Мадам Вторая Боровиковского еще очень моложава. Несмотря на свои без малого сорок лет, она сохранила мягкую пухлость лица, капризный рисунок свежего рта, упрямо вздернутую верхнюю губу — миловидная Гретхен в ореоле пышно разметавшихся волос, со спокойно оценивающим взглядом полуприкрытых глаз. Это первая прокладка светов на строящемся зеленоватыми и розоватыми жидкими мазками лице. Несомненно, это был бы лучший портрет великой княгини, если бы именно в это время не произошел так давно ожидаемый переворот в жизни малого двора.
В один из дней ноября 1796 года, как обычно, садятся за обеденный стол в Гатчине великокняжеская семья, комендант и офицеры гатчинского гарнизона, дежурные кавалеры, дежурные фрейлины.
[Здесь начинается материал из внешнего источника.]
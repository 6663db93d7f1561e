#![forbid(unsafe_code)]

//! Per-session settings and their resolution against the defaults.

use std::fmt;
use std::rc::Rc;

use crate::defaults::{DefaultSettings, DefaultsPatch};
use crate::derive::ValidationState;

/// Observer invoked with each new validation state.
pub type Callback = Rc<dyn Fn(&ValidationState)>;

fn noop() -> Callback {
    Rc::new(|_: &ValidationState| {})
}

/// Fully resolved, immutable settings of one session.
#[derive(Clone)]
pub struct Settings {
    /// Overrides the spec's id in every result when non-empty.
    pub id: String,
    pub initial_value: String,
    pub focus: bool,
    pub focus_on_set_value: bool,
    pub touched_on_change: bool,
    pub trim_on_blur: bool,
    /// Called for every new result.
    pub on_validate: Callback,
    /// Called for results with `entered == true`.
    pub on_done: Callback,
}

impl fmt::Debug for Settings {
    fn fmt(&self, f: &mut fmt::Formatter<'_>) -> fmt::Result {
        f.debug_struct("Settings")
            .field("id", &self.id)
            .field("initial_value", &self.initial_value)
            .field("focus", &self.focus)
            .field("focus_on_set_value", &self.focus_on_set_value)
            .field("touched_on_change", &self.touched_on_change)
            .field("trim_on_blur", &self.trim_on_blur)
            .finish_non_exhaustive()
    }
}

impl Settings {
    /// The behavioral part of these settings.
    #[must_use]
    pub fn behavior(&self) -> DefaultSettings {
        DefaultSettings {
            initial_value: self.initial_value.clone(),
            focus: self.focus,
            focus_on_set_value: self.focus_on_set_value,
            touched_on_change: self.touched_on_change,
            trim_on_blur: self.trim_on_blur,
        }
    }
}

/// Per-instance settings as supplied by the caller. Everything is optional.
///
/// ```rust
/// use vinput_session::SettingsPatch;
///
/// let settings = SettingsPatch::new()
///     .with_id("email")
///     .with_trim_on_blur(false)
///     .on_done(|result| println!("done: {}", result.validated_value));
/// ```
#[derive(Clone, Default)]
pub struct SettingsPatch {
    pub id: Option<String>,
    pub behavior: DefaultsPatch,
    pub on_validate: Option<Callback>,
    pub on_done: Option<Callback>,
}

impl SettingsPatch {
    #[must_use]
    pub fn new() -> Self {
        Self::default()
    }

    #[must_use]
    pub fn with_id(mut self, id: impl Into<String>) -> Self {
        self.id = Some(id.into());
        self
    }

    #[must_use]
    pub fn with_initial_value(mut self, value: impl Into<String>) -> Self {
        self.behavior.initial_value = Some(value.into());
        self
    }

    #[must_use]
    pub fn with_focus(mut self, focus: bool) -> Self {
        self.behavior.focus = Some(focus);
        self
    }

    #[must_use]
    pub fn with_focus_on_set_value(mut self, enabled: bool) -> Self {
        self.behavior.focus_on_set_value = Some(enabled);
        self
    }

    #[must_use]
    pub fn with_touched_on_change(mut self, enabled: bool) -> Self {
        self.behavior.touched_on_change = Some(enabled);
        self
    }

    #[must_use]
    pub fn with_trim_on_blur(mut self, enabled: bool) -> Self {
        self.behavior.trim_on_blur = Some(enabled);
        self
    }

    /// Replace all behavioral overrides at once.
    #[must_use]
    pub fn with_behavior(mut self, behavior: DefaultsPatch) -> Self {
        self.behavior = behavior;
        self
    }

    #[must_use]
    pub fn on_validate(mut self, callback: impl Fn(&ValidationState) + 'static) -> Self {
        self.on_validate = Some(Rc::new(callback));
        self
    }

    #[must_use]
    pub fn on_done(mut self, callback: impl Fn(&ValidationState) + 'static) -> Self {
        self.on_done = Some(Rc::new(callback));
        self
    }
}

impl fmt::Debug for SettingsPatch {
    fn fmt(&self, f: &mut fmt::Formatter<'_>) -> fmt::Result {
        f.debug_struct("SettingsPatch")
            .field("id", &self.id)
            .field("behavior", &self.behavior)
            .field("on_validate", &self.on_validate.is_some())
            .field("on_done", &self.on_done.is_some())
            .finish()
    }
}

impl From<DefaultsPatch> for SettingsPatch {
    fn from(behavior: DefaultsPatch) -> Self {
        Self::new().with_behavior(behavior)
    }
}

/// Resolve per-instance settings against a defaults snapshot.
///
/// Instance values win; behavioral fields fall back to `defaults`, `id` falls
/// back to `spec_id`, callbacks fall back to no-ops. Never fails.
#[must_use]
pub fn resolve(patch: &SettingsPatch, spec_id: &str, defaults: &DefaultSettings) -> Settings {
    let behavior = defaults.merged(&patch.behavior);
    Settings {
        id: patch.id.clone().unwrap_or_else(|| spec_id.to_string()),
        initial_value: behavior.initial_value,
        focus: behavior.focus,
        focus_on_set_value: behavior.focus_on_set_value,
        touched_on_change: behavior.touched_on_change,
        trim_on_blur: behavior.trim_on_blur,
        on_validate: patch.on_validate.clone().unwrap_or_else(noop),
        on_done: patch.on_done.clone().unwrap_or_else(noop),
    }
}
#![forbid(unsafe_code)]

//! vinput public facade crate.
//!
//! Tracks the validation state of one text input across focus, typing,
//! commit keys and programmatic changes. This crate re-exports the stable
//! surface of the internal crates and offers a prelude.
//!
//! ```rust
//! use vinput::prelude::*;
//!
//! let spec = StringSpec::new("email").rules(|r| r.required().email());
//! let (_, attrs, control) = use_valid_input(spec, SettingsPatch::new().with_id("contact"));
//! attrs.mount(MemoryInput::new());
//!
//! let result = control.set_value("ada@example.com").unwrap_or_default();
//! assert!(result.valid);
//! assert_eq!(result.id, "contact");
//! ```

// --- Core re-exports -------------------------------------------------------

pub use vinput_core::{InputElement, KeyCode, KeyEvent, KeyEventKind, MemoryInput, Modifiers};

// --- Spec re-exports -------------------------------------------------------

pub use vinput_spec::{
    All, And, Email, ErrorCode, FnSpec, IntRange, MaxLength, MinLength, Not, OneOf, Or, Pattern,
    Required, Spec, SpecOutcome, StringSpec, Url, ValidationError, ValidationResult, Validator,
    ValidatorBuilder,
};

// --- Session re-exports ----------------------------------------------------

pub use vinput_session::{
    Attributes, Callback, Control, DefaultSettings, DefaultsPatch, EventContext, Settings,
    SettingsPatch, SettingsStore, ValidationState, derive_validation, init, init_from_env,
    resolve, use_valid_input, use_valid_input_with,
};

// --- Errors ---------------------------------------------------------------

/// Error type for fallible vinput setup.
pub use vinput_session::ConfigError as Error;

/// Standard result type for vinput APIs.
pub type Result<T> = std::result::Result<T, Error>;

// --- Prelude --------------------------------------------------------------

pub mod prelude {
    pub use crate::{
        Attributes, Control, DefaultsPatch, Error, InputElement, KeyCode, KeyEvent, MemoryInput,
        Result, SettingsPatch, Spec, StringSpec, ValidationState, Validator, init,
        use_valid_input,
    };

    pub use crate::{core, session, spec};
}

pub use vinput_core as core;
pub use vinput_session as session;
pub use vinput_spec as spec;
#![forbid(unsafe_code)]

//! Default settings and the store sessions snapshot them from.
//!
//! There is one process-wide store ([`global`]), written at startup through
//! [`init`], and any number of injectable [`SettingsStore`] handles for hosts
//! that keep configuration out of globals. Either way a session copies the
//! defaults when it is created; later overrides never reach it.

use std::sync::{Arc, OnceLock, PoisonError, RwLock};

/// Behavioral defaults shared by every session created from a store.
#[derive(Debug, Clone, PartialEq, Eq)]
pub struct DefaultSettings {
    /// Value seeded into the element at mount; also the "unchanged" baseline.
    pub initial_value: String,
    /// Focus the element at mount.
    pub focus: bool,
    /// Focus the element after a programmatic `set_value`.
    pub focus_on_set_value: bool,
    /// Derive `touched` from `changed` instead of from focus history.
    pub touched_on_change: bool,
    /// Trim the value on blur, Tab and Enter.
    pub trim_on_blur: bool,
}

impl Default for DefaultSettings {
    fn default() -> Self {
        Self {
            initial_value: String::new(),
            focus: false,
            focus_on_set_value: true,
            touched_on_change: false,
            trim_on_blur: true,
        }
    }
}

impl DefaultSettings {
    /// Overlay a patch: present fields win, absent fields keep `self`.
    #[must_use]
    pub fn merged(&self, patch: &DefaultsPatch) -> Self {
        Self {
            initial_value: patch
                .initial_value
                .clone()
                .unwrap_or_else(|| self.initial_value.clone()),
            focus: patch.focus.unwrap_or(self.focus),
            focus_on_set_value: patch.focus_on_set_value.unwrap_or(self.focus_on_set_value),
            touched_on_change: patch.touched_on_change.unwrap_or(self.touched_on_change),
            trim_on_blur: patch.trim_on_blur.unwrap_or(self.trim_on_blur),
        }
    }
}

/// A partial set of defaults. `None` means "keep what is there".
#[derive(Debug, Clone, Default, PartialEq, Eq)]
#[cfg_attr(
    feature = "serde",
    derive(serde::Serialize, serde::Deserialize),
    serde(default, rename_all = "camelCase")
)]
pub struct DefaultsPatch {
    #[cfg_attr(feature = "serde", serde(skip_serializing_if = "Option::is_none"))]
    pub initial_value: Option<String>,
    #[cfg_attr(feature = "serde", serde(skip_serializing_if = "Option::is_none"))]
    pub focus: Option<bool>,
    #[cfg_attr(feature = "serde", serde(skip_serializing_if = "Option::is_none"))]
    pub focus_on_set_value: Option<bool>,
    #[cfg_attr(feature = "serde", serde(skip_serializing_if = "Option::is_none"))]
    pub touched_on_change: Option<bool>,
    #[cfg_attr(feature = "serde", serde(skip_serializing_if = "Option::is_none"))]
    pub trim_on_blur: Option<bool>,
}

impl DefaultsPatch {
    #[must_use]
    pub fn new() -> Self {
        Self::default()
    }

    #[must_use]
    pub fn initial_value(mut self, value: impl Into<String>) -> Self {
        self.initial_value = Some(value.into());
        self
    }

    #[must_use]
    pub fn focus(mut self, focus: bool) -> Self {
        self.focus = Some(focus);
        self
    }

    #[must_use]
    pub fn focus_on_set_value(mut self, enabled: bool) -> Self {
        self.focus_on_set_value = Some(enabled);
        self
    }

    #[must_use]
    pub fn touched_on_change(mut self, enabled: bool) -> Self {
        self.touched_on_change = Some(enabled);
        self
    }

    #[must_use]
    pub fn trim_on_blur(mut self, enabled: bool) -> Self {
        self.trim_on_blur = Some(enabled);
        self
    }

    /// True when no field is set.
    #[must_use]
    pub fn is_empty(&self) -> bool {
        self == &Self::default()
    }
}

/// A shareable, writable home for [`DefaultSettings`].
///
/// Cloning the store clones the handle; all clones see the same defaults.
#[derive(Debug, Clone, Default)]
pub struct SettingsStore {
    inner: Arc<RwLock<DefaultSettings>>,
}

impl SettingsStore {
    /// A store seeded with the built-in defaults.
    #[must_use]
    pub fn new() -> Self {
        Self::default()
    }

    /// A store seeded with the given defaults.
    #[must_use]
    pub fn with_defaults(defaults: DefaultSettings) -> Self {
        Self {
            inner: Arc::new(RwLock::new(defaults)),
        }
    }

    /// Copy of the current defaults.
    #[must_use]
    pub fn snapshot(&self) -> DefaultSettings {
        self.inner
            .read()
            .unwrap_or_else(PoisonError::into_inner)
            .clone()
    }

    /// Overlay a patch onto the stored defaults.
    pub fn set_defaults(&self, patch: &DefaultsPatch) {
        let mut guard = self.inner.write().unwrap_or_else(PoisonError::into_inner);
        *guard = guard.merged(patch);
        tracing::debug!(defaults = ?*guard, "default settings updated");
    }

    /// Restore the built-in defaults.
    pub fn reset(&self) {
        let mut guard = self.inner.write().unwrap_or_else(PoisonError::into_inner);
        *guard = DefaultSettings::default();
    }
}

static GLOBAL_STORE: OnceLock<SettingsStore> = OnceLock::new();

/// The process-wide store used by [`use_valid_input`](crate::use_valid_input).
pub fn global() -> &'static SettingsStore {
    GLOBAL_STORE.get_or_init(SettingsStore::new)
}

/// Override process-wide defaults.
///
/// Call once at startup, before creating sessions; sessions that already
/// exist keep the defaults they were created with.
pub fn init(patch: DefaultsPatch) {
    global().set_defaults(&patch);
}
Из близких — чета Обольяниновых, Кушелев, камергер Бибиков, бригадир Донауров, который будет вскоре отвечать Н. П. Румянцеву по поводу портрета Екатерины на прогулке: „По требованию вашего сиятельства касательно картин, всемилостивейше пожалованных покойному родителю вашему, старался отыскать я по Кабинету сведенья, но по многим справкам оного не нашлось“.
Гонец от П. А. Зубова вызвал Павла в Петербург. В четыре часа великий князь выезжает в экипаже с восьмью лошадями и зажженными фонарями — наступали вечерние сумерки, а дорога была не близкой. В 8 часов 25 минут Павел въехал в ворота Зимнего дворца. Он еще не знал, что Екатерины не было в живых. Отныне власть принадлежала господину Второму.